Natural killer (NK) cells are large granular lymphocytes that were first identified in the 1970s from their ability to lyse malignant or transformed cells without previous sensitization.1 This heterogeneous cell population has diverse roles in the immune system and is the first line of defence in the control of viruses, bacteria and parasites.2, 3, 4, 5 NK cells are widely distributed in lymphoid and non‐lymphoid compartments,6, 7, 8, 9, 10 allowing them to respond quickly to infection or inflammation through cytotoxicity and production of cytokines. Defining the precise anatomical location and phenotypic characteristics of NK cells in steady‐state conditions serves as a benchmark for studying their roles in inflammation and responses to vaccines and pathogens. Furthermore, NK cells can interact with innate accessory cell populations including dendritic cells to drive adaptive immune responses. Identifying the location of these interactions in vivo would provide opportunities for specific targeting to improve vaccine delivery.
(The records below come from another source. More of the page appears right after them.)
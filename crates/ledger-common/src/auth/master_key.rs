//! Master-key verification
//!
//! The master key is a single static secret authorizing administrative
//! operations. Comparison must not leak how many leading bytes matched, so
//! equality is computed in constant time over the full input.

/// Compare a presented master key against the configured secret in constant
/// time. Length is folded into the accumulator rather than short-circuiting.
pub fn verify_master_key(presented: &str, expected: &str) -> bool {
    let presented = presented.as_bytes();
    let expected = expected.as_bytes();

    let mut diff = presented.len() ^ expected.len();
    for i in 0..expected.len() {
        // Index presented cyclically so the loop length only depends on the
        // secret, not on the caller-supplied value.
        let p = if presented.is_empty() {
            0
        } else {
            presented[i % presented.len()]
        };
        diff |= usize::from(p ^ expected[i]);
    }

    diff == 0
}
Lymphocytes continuously circulate between the blood and tissues such as the skin via the lymphatics and lymph nodes (LNs) in steady‐state conditions. This continuous recirculation is required for immune surveillance.11 Lymphocytes can enter LNs by two routes, first from the circulation through high endothelial venules and second, they can migrate from the tissues through afferent lymphatic vessels. Lymphocytes can then egress from the LNs through the efferent lymphatic vessel and return to the circulation via the thoracic duct.12 In contrast to the re‐circulatory nature of αβ T cells, very little is known about NK cell recirculation.13 It has been demonstrated in mice that NK cells migrate from the circulation to LNs via high endothelial venules.14, 15 NK cells are present in human afferent lymphatic vessels16, 17, 18 and one study has shown that NK cells are found in human efferent lymph (EL).19
In cattle, NK cells are defined by their constitutive expression of the natural cytotoxicity receptor, NKp46 (CD335)20 and, similar to human21 and murine22 NK cells, bovine NK cells exist as distinct subsets with bovine NKp46+ NK cells being subdivided into two subsets based on their differential expression of CD2.20 CD2+ NK cells are the principal subset of NK cells found in bovine peripheral blood (PB) whereas CD2low or CD2negative (referred to as CD2− herein) NK cells are the main subset present in the LNs. It was demonstrated recently that bovine NK cells are present in the skin‐draining afferent lymphatic vessels of cattle in steady‐state conditions. In that study, the frequency, phenotype and function of NK cells from PB and afferent lymph (AL) of different individual calves were compared.23 Data presented herein aimed to extend these findings by analysing the frequency and phenotype of NK cells and NK cell subsets in parallel from the PB, AL and LNs of the same animal(s), by using the bovine pseudo‐afferent lymphatic cannulation model.24 This technique is well established in cattle, sheep, pigs and rats24, 25, 26, 27 and is an excellent model to study innate immune responses during vaccination or infection. In addition, we further extend these data to efferent lymph and skin.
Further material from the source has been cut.